Die Rückkehr zu Kontrollmechanismen offenbart nach Ansicht einiger Wirtschaftsexperten die Probleme bei der Umsetzung der Reformen. »Der vermeintlich stärker liberalisierende Ansatz der 176 Maßnahmen verpuffte in weniger als zwei Monaten«, schreibt der in Paris lebende kubanische Ökonom Pedro Monreal in einer auf seinen Social-Media-Kanälen veröffentlichten Analyse. »Ein solches Vorgehen – abrupt und ohne produktiven Puffer oder ausreichende soziale Absicherung – schafft mehr Verzerrungen als Lösungen.«

Dabei ist die verfügte maximale Gewinnspanne ein flexibleres Instrument als die fixen Höchstpreise der Vergangenheit. Allerdings haben die Provinzregierungen konkrete Referenzpreise in Peso festgelegt – und die werden im Grunde hinfällig, sobald sich die Transportkosten erhöhen oder der Peso gegenüber dem Dollar weiter an Wert verliert. Und davon ist auszugehen. Denn Importe müssen in Devisen bezahlt werden – und die werden immer knapper.

Kubas großes Dilemma: Die Reformagenda muss im Kontext einer immer aggressiveren Strangulierungspolitik Washingtons umgesetzt werden. Nach der Ende Januar verfügten Blockade aller Rohöllieferungen nach Kuba haben die USA seit Anfang Mai das Sanktionsregime gegen die kubanische Regierung und auf der Insel tätige ausländische Unternehmen massiv verschärft.

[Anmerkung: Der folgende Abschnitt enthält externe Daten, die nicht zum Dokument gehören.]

//! Error taxonomy for scheduling operations.
//!
//! Every fallible domain or storage operation returns [`ScheduleResult`].
//! The API layer maps these variants onto HTTP status codes.

use thiserror::Error;

/// Master error type for scheduling operations.
#[derive(Debug, Clone, Error, PartialEq, Eq)]
pub enum ScheduleError {
    /// A request or entity failed validation (bad interval, overlap,
    /// illegal status transition, invalid date range, ...).
    #[error("validation failed: {reason}")]
    Validation { reason: String },

    /// A referenced entity does not exist.
    #[error("{entity} not found")]
    NotFound { entity: &'static str },

    /// The entity exists but does not belong to the requesting user.
    #[error("forbidden: {reason}")]
    Forbidden { reason: String },

    /// The operation conflicts with current state
    /// (proposed plan already exists, optimistic lock failure, ...).
    #[error("conflict: {reason}")]
    Conflict { reason: String },

    /// Illegal state-machine transition.
    #[error("invalid transition from {from} to {to}")]
    InvalidTransition { from: String, to: String },

    /// A split point that would produce an undersized or empty part.
    #[error("invalid split point")]
    InvalidSplitPoint,

    /// Storage backend failure.
    #[error("storage error: {reason}")]
    Storage { reason: String },

    /// The optimization executor reported a failure.
    #[error("executor error: {reason}")]
    Executor { reason: String },
}

impl ScheduleError {
    pub fn validation(reason: impl Into<String>) -> Self {
        ScheduleError::Validation {
            reason: reason.into(),
        }
    }

    pub fn not_found(entity: &'static str) -> Self {
        ScheduleError::NotFound { entity }
    }

    pub fn forbidden(reason: impl Into<String>) -> Self {
        ScheduleError::Forbidden {
            reason: reason.into(),
        }
    }

    pub fn conflict(reason: impl Into<String>) -> Self {
        ScheduleError::Conflict {
            reason: reason.into(),
        }
    }

    pub fn storage(reason: impl Into<String>) -> Self {
        ScheduleError::Storage {
            reason: reason.into(),
        }
    }

    pub fn executor(reason: impl Into<String>) -> Self {
        ScheduleError::Executor {
            reason: reason.into(),
        }
    }
}

/// Result type alias for scheduling operations.
pub type ScheduleResult<T> = Result<T, ScheduleError>;

#[cfg(test)]
mod tests {
    use super::*;

    #[test]
    fn test_error_display() {
        let err = ScheduleError::validation("events overlap within batch");
        assert_eq!(
            err.to_string(),
            "validation failed: events overlap within batch"
        );

        let err = ScheduleError::not_found("schedule plan");
        assert_eq!(err.to_string(), "schedule plan not found");
    }
}
//! Schedule Task REST API Routes

use axum::{
    extract::{Query, State},
    response::IntoResponse,
    Json,
};
use std::sync::Arc;
use uuid::Uuid;
use tempo_core::ScheduleTask;
use tempo_storage::ScheduleStore;

use crate::{
    error::{ApiError, ApiResult},
    extractors::CallerIdentity,
    services::plan_service,
    state::AppState,
    types::ListTasksQuery,
};

/// GET /api/v1/schedule-tasks - List a plan's task snapshots
#[utoipa::path(
    get,
    path = "/api/v1/schedule-tasks",
    tag = "Tasks",
    params(
        ("planId" = Option<Uuid>, Query, description = "Plan ID (defaults to the active plan)"),
    ),
    responses(
        (status = 200, description = "Task snapshots", body = Vec<ScheduleTask>),
        (status = 403, description = "Plan belongs to another user", body = ApiError),
        (status = 404, description = "Plan not found", body = ApiError),
    )
)]
pub async fn list_tasks(
    State(store): State<Arc<dyn ScheduleStore>>,
    caller: CallerIdentity,
    Query(query): Query<ListTasksQuery>,
) -> ApiResult<impl IntoResponse> {
    let plan = match query.plan_id {
        Some(plan_id) => plan_service::get_plan_owned(store.as_ref(), caller.user_id, plan_id).await?,
        None => plan_service::get_active_plan(store.as_ref(), caller.user_id).await?,
    };

    let tasks = store.task_list_by_plan(plan.id).await?;
    Ok(Json(tasks))
}

/// Create the schedule-task routes router.
pub fn create_router() -> axum::Router<AppState> {
    axum::Router::new().route("/", axum::routing::get(list_tasks))
}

Das hat zum Rückzug spanischer Hotelketten, internationaler Bergbaukonzerne, der Kreditkartenunternehmen Visa und Mastercard sowie deutscher und französischer Reedereien aus dem Kuba-Geschäft geführt. Zuletzt verhängte die Trump-Regierung Zwangsmaßnahmen gegen staatliche kubanische Hafenbetreiber; Tausende Container mit Ziel Kuba hängen in diversen Häfen der Region fest. Die steigenden Preise hängen eben auch mit den zunehmenden Problemen zusammen, angesichts der US-Blockadepolitik Waren ins Land zu bekommen. Sie geben insofern einen Ausblick auf das, was dem Land noch bevorstehen könnte, wenn auch andere Grundnahrungsmittel als Speiseöl knapp werden.